Today's Scripture: Matthew 6:1 (NLT)
There is a self in every human heart that hungers, almost more than it hungers for anything else, to be seen. To be noticed. To be acknowledged. To have someone register, in some real way, that we are here, that we matter, that what we are doing counts. This hunger is not, in itself, evil. We were made for relationship, and to be known is one of the deepest needs God Himself placed within us. But somewhere along the way, in the disordering of the fall, this hunger to be known by the One who made us got twisted into a hunger to be noticed by everyone we encounter — and that twisted hunger is the self that must die.
Jesus addresses this self directly in the Sermon on the Mount, and He does so in some of the most penetrating language He ever uttered. "Take heed that ye do not your alms before men, to be seen of them: otherwise ye have no reward of your Father which is in heaven." He repeats the same diagnostic three times in the chapter — about giving, about prayer, about fasting.

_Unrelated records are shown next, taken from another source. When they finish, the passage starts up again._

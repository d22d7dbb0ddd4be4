//! Mechanical HTML → plain-text extraction plus metadata.
//!
//! The mechanical pass is dependency-light and idempotent; the optional
//! LLM narrowing pass lives in [`relevance`].

pub mod confidence;
pub mod relevance;

use once_cell::sync::Lazy;
use regex::Regex;
use scraper::{Html, Selector};

pub use confidence::biographical_confidence;
pub use relevance::{BiographicalExtract, Relevance, extract_biographical};

static WHITESPACE: Lazy<Regex> =
    Lazy::new(|| Regex::new(r"[ \t\r\f]+").expect("whitespace regex should compile"));
static BLANK_LINES: Lazy<Regex> =
    Lazy::new(|| Regex::new(r"\n{3,}").expect("blank-line regex should compile"));

/// Elements whose subtree is never article content.
const SKIP_ANCESTORS: &[&str] = &[
    "script", "style", "nav", "footer", "header", "aside", "form", "noscript",
];

#[derive(Debug, Clone, Default)]
pub struct CleanedPage {
    pub text: String,
    pub title: Option<String>,
    pub publication: Option<String>,
}

/// Strip chrome, collapse whitespace, and pull the article title and
/// publication name out of standard meta tags.
pub fn mechanical_pre_clean(html: &str) -> CleanedPage {
    let document = Html::parse_document(html);

    let title = meta_content(&document, "meta[property=\"og:title\"]")
        .or_else(|| select_text(&document, "title"));
    let publication = meta_content(&document, "meta[property=\"og:site_name\"]");

    let content_selector =
        Selector::parse("p, h1, h2, h3, li, blockquote").expect("content selector");
    let mut paragraphs: Vec<String> = Vec::new();
    for element in document.select(&content_selector) {
        if has_skipped_ancestor(element) {
            continue;
        }
        let text = normalize_inline(&element.text().collect::<String>());
        if !text.is_empty() {
            paragraphs.push(text);
        }
    }

    // Plain-text input (or already-cleaned text) has no content elements;
    // fall back to the whole document so cleaning stays idempotent.
    let text = if paragraphs.is_empty() {
        normalize_block(&document.root_element().text().collect::<String>())
    } else {
        normalize_block(&paragraphs.join("\n\n"))
    };

    CleanedPage {
        text,
        title: title.filter(|t| !t.is_empty()),
        publication: publication.filter(|p| !p.is_empty()),
    }
}

fn has_skipped_ancestor(element: scraper::ElementRef<'_>) -> bool {
    element.ancestors().any(|node| {
        node.value()
            .as_element()
            .is_some_and(|el| SKIP_ANCESTORS.contains(&el.name()))
    })
}

fn meta_content(document: &Html, selector: &str) -> Option<String> {
    let selector = Selector::parse(selector).ok()?;
    document
        .select(&selector)
        .next()
        .and_then(|el| el.value().attr("content"))
        .map(|c| normalize_inline(c))
}

fn select_text(document: &Html, selector: &str) -> Option<String> {
    let selector = Selector::parse(selector).ok()?;
    document
        .select(&selector)
        .next()
        .map(|el| normalize_inline(&el.text().collect::<String>()))
}

fn normalize_inline(raw: &str) -> String {
    WHITESPACE.replace_all(raw, " ").trim().to_string()
}

fn normalize_block(raw: &str) -> String {
    let collapsed = WHITESPACE.replace_all(raw, " ");
    let lines: Vec<String> = collapsed
        .lines()
        .map(|line| line.trim().to_string())
        .collect();
    BLANK_LINES
        .replace_all(lines.join("\n").trim(), "\n\n")
        .to_string()
}

#[cfg(test)]
mod tests {
    use super::*;

    const PAGE: &str = r#"<html><head>
        <title>Fallback Title</title>
        <meta property="og:title" content="John Wayne Dead of Cancer">
        <meta property="og:site_name" content="Example Tribune">
        <style>p { color: red }</style>
      </head><body>
        <nav><li>Home</li><li>Obituaries</li></nav>
        <p>John   Wayne, the  actor, died on June 11, 1979.</p>
        <aside><p>Related stories</p></aside>
        <p>He was 72 years old.</p>
        <footer><p>Copyright</p></footer>
      </body></html>"#;

    #[test]
    fn strips_chrome_and_collapses_whitespace() {
        let cleaned = mechanical_pre_clean(PAGE);
        assert!(cleaned.text.contains("John Wayne, the actor, died"));
        assert!(cleaned.text.contains("He was 72 years old."));
        assert!(!cleaned.text.contains("Home"));
        assert!(!cleaned.text.contains("Related stories"));
        assert!(!cleaned.text.contains("Copyright"));
        assert!(!cleaned.text.contains("color: red"));
    }

    #[test]
    fn prefers_og_metadata() {
        let cleaned = mechanical_pre_clean(PAGE);
        assert_eq!(cleaned.title.as_deref(), Some("John Wayne Dead of Cancer"));
        assert_eq!(cleaned.publication.as_deref(), Some("Example Tribune"));
    }

    #[test]
    fn falls_back_to_title_element() {
        let cleaned = mechanical_pre_clean("<html><head><title>Only Title</title></head><body><p>x</p></body></html>");
        assert_eq!(cleaned.title.as_deref(), Some("Only Title"));
    }

    #[test]
    fn cleaning_is_idempotent() {
        let once = mechanical_pre_clean(PAGE);
        let twice = mechanical_pre_clean(&once.text);
        assert_eq!(once.text, twice.text);
    }
}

In each case, the same warning: if you do this religious thing to be seen, you have already received your reward. The applause of the watching crowd is your wages, and you will receive no other.
This is shocking to us, because we live in an age that has built whole platforms on the principle of being seen. The visibility we used to have to earn slowly, over a lifetime, through real work and faithful presence, is now manufactured in moments by anyone with a phone and a sense of timing. And the spiritual disease of needing to be seen has been amplified in our generation in ways no previous generation could have imagined. We curate our lives for an audience. We perform our spirituality, even unintentionally, because the audience is always there, always watching, always silently judging whether we are interesting enough to keep watching.

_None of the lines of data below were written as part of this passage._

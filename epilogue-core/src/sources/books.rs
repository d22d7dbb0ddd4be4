//! Digitized book corpora. Cheap, high-yield for biographical narrative,
//! and exempt from early stop: the orchestrator always tries all three.

use async_trait::async_trait;
use serde::Deserialize;

use epilogue_model::{
    Actor, LookupErrorKind, LookupOutcome, RawBiographySnippet, ReliabilityTier, SnippetPayload,
    SourceAttribution, SourceCategory, SourceDescriptor, SourceFamily, SourceType,
};

use crate::clean::biographical_confidence;
use crate::error::Result;
use crate::fetch::FetchSpec;

use super::matching::page_mentions;
use super::{LookupContext, Source, miss_from_fetch};

const BOOKS_MIN_CONTENT_LEN: usize = 100;

fn book_texts_to_outcome(
    descriptor: &SourceDescriptor,
    actor: &Actor,
    query: &str,
    url: Option<String>,
    texts: Vec<String>,
) -> LookupOutcome {
    let text = texts
        .iter()
        .map(String::as_str)
        .filter(|t| !t.is_empty())
        .collect::<Vec<_>>()
        .join("\n");
    if text.len() < BOOKS_MIN_CONTENT_LEN {
        return LookupOutcome::miss(
            descriptor.source_type,
            LookupErrorKind::ContentTooShort,
            format!("{} chars of book text", text.len()),
        );
    }
    if !page_mentions(actor, &text) {
        return LookupOutcome::miss(
            descriptor.source_type,
            LookupErrorKind::ContentIrrelevant,
            "book matches do not mention the subject",
        );
    }
    let confidence = biographical_confidence(&text);
    if confidence <= 0.0 {
        return LookupOutcome::miss(
            descriptor.source_type,
            LookupErrorKind::ContentIrrelevant,
            "no biographical signals in book text",
        );
    }

    let mut attribution =
        SourceAttribution::new(descriptor.source_type, descriptor.tier, confidence)
            .with_query(query.to_string());
    attribution.meta.url = url;
    attribution.meta.content_type = Some("book_excerpts".to_string());
    LookupOutcome::Hit {
        attribution,
        payload: SnippetPayload::Biography(RawBiographySnippet { text }),
    }
}

const GOOGLE_BOOKS_ENDPOINT: &str = "https://www.googleapis.com/books/v1/volumes";

/// Google Books volume search. Works unauthenticated at a lower quota;
/// `GOOGLE_BOOKS_KEY` raises it when present.
pub struct GoogleBooksSource {
    descriptor: SourceDescriptor,
    api_key: Option<String>,
}

impl std::fmt::Debug for GoogleBooksSource {
    fn fmt(&self, f: &mut std::fmt::Formatter<'_>) -> std::fmt::Result {
        f.debug_struct("GoogleBooksSource")
            .field("keyed", &self.api_key.is_some())
            .finish_non_exhaustive()
    }
}

impl GoogleBooksSource {
    pub fn new() -> Self {
        Self {
            descriptor: SourceDescriptor::new(
                "google_books",
                SourceType::GoogleBooks,
                SourceFamily::GoogleBooks,
                SourceCategory::Books,
                ReliabilityTier::Archival,
            )
            .with_min_delay_ms(1_000),
            api_key: std::env::var(epilogue_config::credentials::GOOGLE_BOOKS_KEY)
                .ok()
                .filter(|k| !k.trim().is_empty()),
        }
    }
}

impl Default for GoogleBooksSource {
    fn default() -> Self {
        Self::new()
    }
}

#[derive(Debug, Deserialize)]
struct VolumesResponse {
    #[serde(default)]
    items: Vec<Volume>,
}

#[derive(Debug, Deserialize)]
#[serde(rename_all = "camelCase")]
struct Volume {
    volume_info: Option<VolumeInfo>,
    search_info: Option<SearchInfo>,
}

#[derive(Debug, Deserialize)]
#[serde(rename_all = "camelCase")]
struct VolumeInfo {
    #[serde(default)]
    title: String,
    #[serde(default)]
    description: String,
    info_link: Option<String>,
}

#[derive(Debug, Deserialize)]
#[serde(rename_all = "camelCase")]
struct SearchInfo {
    #[serde(default)]
    text_snippet: String,
}

#[async_trait]
impl Source for GoogleBooksSource {
    fn descriptor(&self) -> &SourceDescriptor {
        &self.descriptor
    }

    async fn perform_lookup(&self, actor: &Actor, ctx: &LookupContext) -> Result<LookupOutcome> {
        let query = format!("\"{}\" biography", actor.name);
        let mut url = format!(
            "{GOOGLE_BOOKS_ENDPOINT}?q={}&maxResults=10",
            urlencoding::encode(&query)
        );
        if let Some(key) = &self.api_key {
            url.push_str(&format!("&key={key}"));
        }
        let spec = FetchSpec::with_timeout_ms(self.descriptor.request_timeout_ms);

        let body = match ctx.fetcher.fetch_api(&url, &spec).await {
            Ok(body) => body,
            Err(err) => return Ok(miss_from_fetch(&self.descriptor, err)),
        };
        let parsed: VolumesResponse = serde_json::from_str(&body)?;
        let first_url = parsed
            .items
            .first()
            .and_then(|v| v.volume_info.as_ref())
            .and_then(|i| i.info_link.clone());
        let texts = parsed
            .items
            .iter()
            .map(|volume| {
                let info = volume.volume_info.as_ref();
                let snippet = volume
                    .search_info
                    .as_ref()
                    .map(|s| s.text_snippet.as_str())
                    .unwrap_or_default();
                format!(
                    "{}: {} {}",
                    info.map(|i| i.title.as_str()).unwrap_or_default(),
                    info.map(|i| i.description.as_str()).unwrap_or_default(),
                    snippet
                )
            })
            .collect();
        Ok(book_texts_to_outcome(&self.descriptor, actor, &query, first_url, texts))
    }
}

const OPEN_LIBRARY_ENDPOINT: &str = "https://openlibrary.org/search.json";

pub struct OpenLibrarySource {
    descriptor: SourceDescriptor,
}

impl std::fmt::Debug for OpenLibrarySource {
    fn fmt(&self, f: &mut std::fmt::Formatter<'_>) -> std::fmt::Result {
        f.debug_struct("OpenLibrarySource").finish_non_exhaustive()
    }
}

impl OpenLibrarySource {
    pub fn new() -> Self {
        Self {
            descriptor: SourceDescriptor::new(
                "open_library",
                SourceType::OpenLibrary,
                SourceFamily::OpenLibrary,
                SourceCategory::Books,
                ReliabilityTier::Archival,
            )
            .with_min_delay_ms(1_000),
        }
    }
}

impl Default for OpenLibrarySource {
    fn default() -> Self {
        Self::new()
    }
}

#[derive(Debug, Deserialize)]
struct OpenLibraryResponse {
    #[serde(default)]
    docs: Vec<OpenLibraryDoc>,
}

#[derive(Debug, Deserialize)]
struct OpenLibraryDoc {
    #[serde(default)]
    title: String,
    #[serde(default)]
    first_sentence: Vec<String>,
    #[serde(default)]
    subtitle: String,
    key: Option<String>,
}

#[async_trait]
impl Source for OpenLibrarySource {
    fn descriptor(&self) -> &SourceDescriptor {
        &self.descriptor
    }

    async fn perform_lookup(&self, actor: &Actor, ctx: &LookupContext) -> Result<LookupOutcome> {
        let query = actor.name.clone();
        let url = format!(
            "{OPEN_LIBRARY_ENDPOINT}?q={}&limit=10&fields=title,subtitle,first_sentence,key",
            urlencoding::encode(&query)
        );
        let spec = FetchSpec::with_timeout_ms(self.descriptor.request_timeout_ms);

        let body = match ctx.fetcher.fetch_api(&url, &spec).await {
            Ok(body) => body,
            Err(err) => return Ok(miss_from_fetch(&self.descriptor, err)),
        };
        let parsed: OpenLibraryResponse = serde_json::from_str(&body)?;
        let first_url = parsed
            .docs
            .first()
            .and_then(|d| d.key.as_ref())
            .map(|key| format!("https://openlibrary.org{key}"));
        let texts = parsed
            .docs
            .iter()
            .map(|doc| {
                format!(
                    "{} {} {}",
                    doc.title,
                    doc.subtitle,
                    doc.first_sentence.join(" ")
                )
            })
            .collect();
        Ok(book_texts_to_outcome(&self.descriptor, actor, &query, first_url, texts))
    }
}

const IA_BOOKS_SEARCH: &str = "https://archive.org/advancedsearch.php";

/// The texts collection of the Internet Archive. Same family as the
/// general IA source, so the pair counts once toward early stop.
pub struct InternetArchiveBooksSource {
    descriptor: SourceDescriptor,
}

impl std::fmt::Debug for InternetArchiveBooksSource {
    fn fmt(&self, f: &mut std::fmt::Formatter<'_>) -> std::fmt::Result {
        f.debug_struct("InternetArchiveBooksSource").finish_non_exhaustive()
    }
}

impl InternetArchiveBooksSource {
    pub fn new() -> Self {
        Self {
            descriptor: SourceDescriptor::new(
                "internet_archive_books",
                SourceType::InternetArchiveBooks,
                SourceFamily::InternetArchive,
                SourceCategory::Books,
                ReliabilityTier::Archival,
            )
            .with_min_delay_ms(2_000)
            .with_timeout_ms(20_000),
        }
    }
}

impl Default for InternetArchiveBooksSource {
    fn default() -> Self {
        Self::new()
    }
}

#[derive(Debug, Deserialize)]
struct IaBooksResponse {
    response: IaBooksDocs,
}

#[derive(Debug, Deserialize)]
struct IaBooksDocs {
    #[serde(default)]
    docs: Vec<IaBookDoc>,
}

#[derive(Debug, Deserialize)]
struct IaBookDoc {
    identifier: Option<String>,
    #[serde(default)]
    title: serde_json::Value,
    #[serde(default)]
    description: serde_json::Value,
}

#[async_trait]
impl Source for InternetArchiveBooksSource {
    fn descriptor(&self) -> &SourceDescriptor {
        &self.descriptor
    }

    async fn perform_lookup(&self, actor: &Actor, ctx: &LookupContext) -> Result<LookupOutcome> {
        let query = format!("\"{}\" AND mediatype:texts", actor.name);
        let url = format!(
            "{IA_BOOKS_SEARCH}?q={}&fl%5B%5D=identifier&fl%5B%5D=title&fl%5B%5D=description&rows=10&output=json",
            urlencoding::encode(&query)
        );
        let spec = FetchSpec::with_timeout_ms(self.descriptor.request_timeout_ms);

        let body = match ctx.fetcher.fetch_api(&url, &spec).await {
            Ok(body) => body,
            Err(err) => return Ok(miss_from_fetch(&self.descriptor, err)),
        };
        let parsed: IaBooksResponse = serde_json::from_str(&body)?;
        let first_url = parsed
            .response
            .docs
            .first()
            .and_then(|d| d.identifier.as_ref())
            .map(|id| format!("https://archive.org/details/{id}"));
        let texts = parsed
            .response
            .docs
            .iter()
            .map(|doc| {
                format!(
                    "{} {}",
                    super::archives::flatten_ia_field(&doc.title),
                    super::archives::flatten_ia_field(&doc.description)
                )
            })
            .collect();
        Ok(book_texts_to_outcome(&self.descriptor, actor, &query, first_url, texts))
    }
}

Christ calls His disciples into a fundamentally different posture. He calls us into hiddenness. He calls us to do our giving in such secret that our left hand does not know what our right hand is doing (Matthew 6:3). He calls us to pray in the closet with the door shut (Matthew 6:6). He calls us to fast with our face washed and our hair combed so that no one can tell we are fasting at all (Matthew 6:17). What is He doing in these commands? He is teaching us to do our spiritual work for an Audience of One — and an Audience whose seeing is invisible to everyone else. He is teaching us to find our entire reward in the gaze of the Father, and to learn how to do that, He is starving the part of us that needs the gaze of others.

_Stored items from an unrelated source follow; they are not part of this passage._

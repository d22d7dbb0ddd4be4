//! Static source metadata: identity, family, category, and reliability.

use std::fmt::{self, Display, Formatter};

use serde::{Deserialize, Serialize};

/// Stable identifier for every concrete source. Used in joins, telemetry,
/// and cache keys; renaming a variant is a breaking change.
#[derive(
    Debug, Clone, Copy, PartialEq, Eq, Hash, PartialOrd, Ord, Serialize, Deserialize,
)]
#[serde(rename_all = "snake_case")]
pub enum SourceType {
    Wikidata,
    Wikipedia,
    Britannica,
    BiographyCom,
    Smithsonian,
    HistoryChannel,
    PeopleMagazine,
    Bbc,
    NytArchive,
    Guardian,
    ApNews,
    Variety,
    Tmz,
    ImdbBio,
    GoogleCse,
    BingSearch,
    BraveSearch,
    DuckDuckGo,
    InternetArchive,
    ChroniclingAmerica,
    Trove,
    Europeana,
    GoogleBooks,
    OpenLibrary,
    InternetArchiveBooks,
    GeminiSearch,
    ClaudeAi,
}

impl SourceType {
    pub fn as_str(&self) -> &'static str {
        match self {
            SourceType::Wikidata => "wikidata",
            SourceType::Wikipedia => "wikipedia",
            SourceType::Britannica => "britannica",
            SourceType::BiographyCom => "biography_com",
            SourceType::Smithsonian => "smithsonian",
            SourceType::HistoryChannel => "history_channel",
            SourceType::PeopleMagazine => "people_magazine",
            SourceType::Bbc => "bbc",
            SourceType::NytArchive => "nyt_archive",
            SourceType::Guardian => "guardian",
            SourceType::ApNews => "ap_news",
            SourceType::Variety => "variety",
            SourceType::Tmz => "tmz",
            SourceType::ImdbBio => "imdb_bio",
            SourceType::GoogleCse => "google_cse",
            SourceType::BingSearch => "bing_search",
            SourceType::BraveSearch => "brave_search",
            SourceType::DuckDuckGo => "duckduckgo",
            SourceType::InternetArchive => "internet_archive",
            SourceType::ChroniclingAmerica => "chronicling_america",
            SourceType::Trove => "trove",
            SourceType::Europeana => "europeana",
            SourceType::GoogleBooks => "google_books",
            SourceType::OpenLibrary => "open_library",
            SourceType::InternetArchiveBooks => "internet_archive_books",
            SourceType::GeminiSearch => "gemini_search",
            SourceType::ClaudeAi => "claude_ai",
        }
    }
}

impl Display for SourceType {
    fn fmt(&self, f: &mut Formatter<'_>) -> fmt::Result {
        write!(f, "{}", self.as_str())
    }
}

/// Coarse provenance grouping. The early-stop rule counts distinct families,
/// not distinct sources, so near-duplicate corpora (Wikidata and Wikipedia,
/// or the two Internet Archive collections) count once.
#[derive(
    Debug, Clone, Copy, PartialEq, Eq, Hash, PartialOrd, Ord, Serialize, Deserialize,
)]
#[serde(rename_all = "snake_case")]
pub enum SourceFamily {
    Wikimedia,
    Britannica,
    BiographyCom,
    Smithsonian,
    History,
    People,
    Bbc,
    Nyt,
    Guardian,
    Ap,
    Variety,
    Tmz,
    Imdb,
    Google,
    Bing,
    Brave,
    DuckDuckGo,
    InternetArchive,
    ChroniclingAmerica,
    Trove,
    Europeana,
    GoogleBooks,
    OpenLibrary,
    Ai,
}

impl SourceFamily {
    pub fn as_str(&self) -> &'static str {
        match self {
            SourceFamily::Wikimedia => "wikimedia",
            SourceFamily::Britannica => "britannica",
            SourceFamily::BiographyCom => "biography_com",
            SourceFamily::Smithsonian => "smithsonian",
            SourceFamily::History => "history",
            SourceFamily::People => "people",
            SourceFamily::Bbc => "bbc",
            SourceFamily::Nyt => "nyt",
            SourceFamily::Guardian => "guardian",
            SourceFamily::Ap => "ap",
            SourceFamily::Variety => "variety",
            SourceFamily::Tmz => "tmz",
            SourceFamily::Imdb => "imdb",
            SourceFamily::Google => "google",
            SourceFamily::Bing => "bing",
            SourceFamily::Brave => "brave",
            SourceFamily::DuckDuckGo => "duckduckgo",
            SourceFamily::InternetArchive => "internet_archive",
            SourceFamily::ChroniclingAmerica => "chronicling_america",
            SourceFamily::Trove => "trove",
            SourceFamily::Europeana => "europeana",
            SourceFamily::GoogleBooks => "google_books",
            SourceFamily::OpenLibrary => "open_library",
            SourceFamily::Ai => "ai",
        }
    }
}

impl Display for SourceFamily {
    fn fmt(&self, f: &mut Formatter<'_>) -> fmt::Result {
        write!(f, "{}", self.as_str())
    }
}

/// Pipeline tier. The orchestrator walks categories in the order returned
/// by [`SourceCategory::pipeline_order`]; within a category, sources run in
/// name order.
#[derive(
    Debug, Clone, Copy, PartialEq, Eq, Hash, PartialOrd, Ord, Serialize, Deserialize,
)]
#[serde(rename_all = "snake_case")]
pub enum SourceCategory {
    Free,
    Reference,
    Books,
    WebSearch,
    News,
    Obituary,
    Archives,
    Ai,
}

impl SourceCategory {
    /// The fixed iteration order of the pipeline.
    pub fn pipeline_order() -> [SourceCategory; 8] {
        [
            SourceCategory::Free,
            SourceCategory::Reference,
            SourceCategory::Books,
            SourceCategory::WebSearch,
            SourceCategory::News,
            SourceCategory::Obituary,
            SourceCategory::Archives,
            SourceCategory::Ai,
        ]
    }

    pub fn as_str(&self) -> &'static str {
        match self {
            SourceCategory::Free => "free",
            SourceCategory::Reference => "reference",
            SourceCategory::Books => "books",
            SourceCategory::WebSearch => "web_search",
            SourceCategory::News => "news",
            SourceCategory::Obituary => "obituary",
            SourceCategory::Archives => "archives",
            SourceCategory::Ai => "ai",
        }
    }
}

impl Display for SourceCategory {
    fn fmt(&self, f: &mut Formatter<'_>) -> fmt::Result {
        write!(f, "{}", self.as_str())
    }
}

/// A-priori trust level of a source. The score derives from the tier and
/// nothing else; per-hit confidence is tracked separately on the snippet.
#[derive(
    Debug, Clone, Copy, PartialEq, Eq, Hash, PartialOrd, Ord, Serialize, Deserialize,
)]
#[serde(rename_all = "snake_case")]
pub enum ReliabilityTier {
    StructuredData,
    Tier1News,
    TradePress,
    SecondaryCompilation,
    MarginalEditorial,
    Archival,
    WebSearch,
    Ai,
}

impl ReliabilityTier {
    /// Fixed tier-to-score table.
    pub fn score(&self) -> f64 {
        match self {
            ReliabilityTier::StructuredData => 0.95,
            ReliabilityTier::Tier1News => 0.95,
            ReliabilityTier::Archival => 0.90,
            ReliabilityTier::TradePress => 0.90,
            ReliabilityTier::SecondaryCompilation => 0.85,
            ReliabilityTier::MarginalEditorial => 0.65,
            ReliabilityTier::WebSearch => 0.50,
            ReliabilityTier::Ai => 0.70,
        }
    }

    pub fn as_str(&self) -> &'static str {
        match self {
            ReliabilityTier::StructuredData => "structured_data",
            ReliabilityTier::Tier1News => "tier_1_news",
            ReliabilityTier::TradePress => "trade_press",
            ReliabilityTier::SecondaryCompilation => "secondary_compilation",
            ReliabilityTier::MarginalEditorial => "marginal_editorial",
            ReliabilityTier::Archival => "archival",
            ReliabilityTier::WebSearch => "web_search",
            ReliabilityTier::Ai => "ai",
        }
    }
}

impl Display for ReliabilityTier {
    fn fmt(&self, f: &mut Formatter<'_>) -> fmt::Result {
        write!(f, "{}", self.as_str())
    }
}

/// Static metadata describing one source instance. Constructed once per
/// source and never mutated afterwards.
#[derive(Debug, Clone)]
pub struct SourceDescriptor {
    pub name: &'static str,
    pub source_type: SourceType,
    pub family: SourceFamily,
    pub category: SourceCategory,
    pub tier: ReliabilityTier,
    pub is_free: bool,
    /// Estimated USD cost per query, zero for free sources.
    pub estimated_cost_per_query: f64,
    /// Minimum spacing between two calls to this source.
    pub min_delay_ms: u64,
    pub request_timeout_ms: u64,
    /// Whether a blocked fetch is retried through an archival mirror.
    pub archive_fallback: bool,
}

impl SourceDescriptor {
    pub fn new(
        name: &'static str,
        source_type: SourceType,
        family: SourceFamily,
        category: SourceCategory,
        tier: ReliabilityTier,
    ) -> Self {
        Self {
            name,
            source_type,
            family,
            category,
            tier,
            is_free: true,
            estimated_cost_per_query: 0.0,
            min_delay_ms: 1_000,
            request_timeout_ms: 15_000,
            archive_fallback: false,
        }
    }

    pub fn with_cost(mut self, cost_usd: f64) -> Self {
        self.is_free = cost_usd == 0.0;
        self.estimated_cost_per_query = cost_usd;
        self
    }

    pub fn with_min_delay_ms(mut self, ms: u64) -> Self {
        self.min_delay_ms = ms;
        self
    }

    pub fn with_timeout_ms(mut self, ms: u64) -> Self {
        self.request_timeout_ms = ms;
        self
    }

    pub fn with_archive_fallback(mut self) -> Self {
        self.archive_fallback = true;
        self
    }

    /// Reliability score derived from the tier table.
    pub fn reliability_score(&self) -> f64 {
        self.tier.score()
    }
}

#[cfg(test)]
mod tests {
    use super::*;

    #[test]
    fn tier_scores_match_table() {
        assert_eq!(ReliabilityTier::StructuredData.score(), 0.95);
        assert_eq!(ReliabilityTier::Tier1News.score(), 0.95);
        assert_eq!(ReliabilityTier::Archival.score(), 0.90);
        assert_eq!(ReliabilityTier::TradePress.score(), 0.90);
        assert_eq!(ReliabilityTier::SecondaryCompilation.score(), 0.85);
        assert_eq!(ReliabilityTier::MarginalEditorial.score(), 0.65);
        assert_eq!(ReliabilityTier::WebSearch.score(), 0.50);
        assert_eq!(ReliabilityTier::Ai.score(), 0.70);
    }

    #[test]
    fn source_type_round_trips_through_serde() {
        let json = serde_json::to_string(&SourceType::ChroniclingAmerica).unwrap();
        assert_eq!(json, "\"chronicling_america\"");
        let back: SourceType = serde_json::from_str(&json).unwrap();
        assert_eq!(back, SourceType::ChroniclingAmerica);
    }

    #[test]
    fn descriptor_defaults_are_polite() {
        let desc = SourceDescriptor::new(
            "wikidata",
            SourceType::Wikidata,
            SourceFamily::Wikimedia,
            SourceCategory::Free,
            ReliabilityTier::StructuredData,
        );
        assert!(desc.is_free);
        assert_eq!(desc.estimated_cost_per_query, 0.0);
        assert_eq!(desc.min_delay_ms, 1_000);
        assert_eq!(desc.request_timeout_ms, 15_000);
        assert!(!desc.archive_fallback);
    }

    #[test]
    fn with_cost_clears_free_flag() {
        let desc = SourceDescriptor::new(
            "google_cse",
            SourceType::GoogleCse,
            SourceFamily::Google,
            SourceCategory::WebSearch,
            ReliabilityTier::WebSearch,
        )
        .with_cost(0.005);
        assert!(!desc.is_free);
        assert_eq!(desc.estimated_cost_per_query, 0.005);
    }

    #[test]
    fn pipeline_order_is_documented_order() {
        let order = SourceCategory::pipeline_order();
        assert_eq!(order[0], SourceCategory::Free);
        assert_eq!(order[1], SourceCategory::Reference);
        assert_eq!(order[2], SourceCategory::Books);
        assert_eq!(order[3], SourceCategory::WebSearch);
        assert_eq!(order[4], SourceCategory::News);
        assert_eq!(order[5], SourceCategory::Obituary);
        assert_eq!(order[6], SourceCategory::Archives);
        assert_eq!(order[7], SourceCategory::Ai);
    }
}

The death of the need to be seen is not the death of being known. It is not a call to hide our faith, to refuse to confess Christ before men, to disappear from community. It is the death of the inner driver that does what it does for the applause that follows. It is the death of the part of us that cannot serve unless the service is noticed, cannot give unless the giving is acknowledged, cannot suffer unless the suffering will be remembered. It is the freedom to do the right thing in the dark, knowing that the only Eye that finally matters is already watching.
Think of what the saints of every generation have known. They learned to live in such a way that their truest works were done where no one would ever see them. They learned that the prayers prayed in empty rooms moved heaven more than the sermons preached in full ones. They learned that the kindness extended to a stranger they would never see again counted more, in the kingdom, than the visible acts of charity that made the local papers. They lived for the unseen reward of the seeing Father, and so they lived free.
You can live this free too. But the freedom comes at a cost, and the cost is this: you must let the part of you that hungers for human notice die. You must learn to do things for God that no one else will ever know you did. You must learn to give in such hiddenness that the recipient cannot even thank you. You must learn to pray in places where no one is impressed. You must learn to serve where the service will not be acknowledged. And in those small, hidden choices, day after day, the part of you that has been performing for the watching crowd will slowly starve, and the part of you that loves the Father simply because He is the Father will slowly grow.
Be seen by the One who matters. Let everyone else miss you completely. That is freedom.
Prayer
Father, I confess that I have done many things, even good things, with one eye on the watching crowd. Forgive me for taking the reward of being seen by people when You were offering me the reward of being seen by You. Today, teach me to do something for You that no one else will ever know about. Starve the part of me that needs the applause of others, and feed the part of me that lives for Your face alone. Amen.
Today's Challenge
Today, do one deliberate act of obedience — a kindness, a prayer, a gift, a service — that no one but God will ever know about. Tell no one. Post nothing. Let the Father's seeing be your full reward.
"The soul that learns to live for the unseen Audience is the soul that will finally stop performing for the seen one."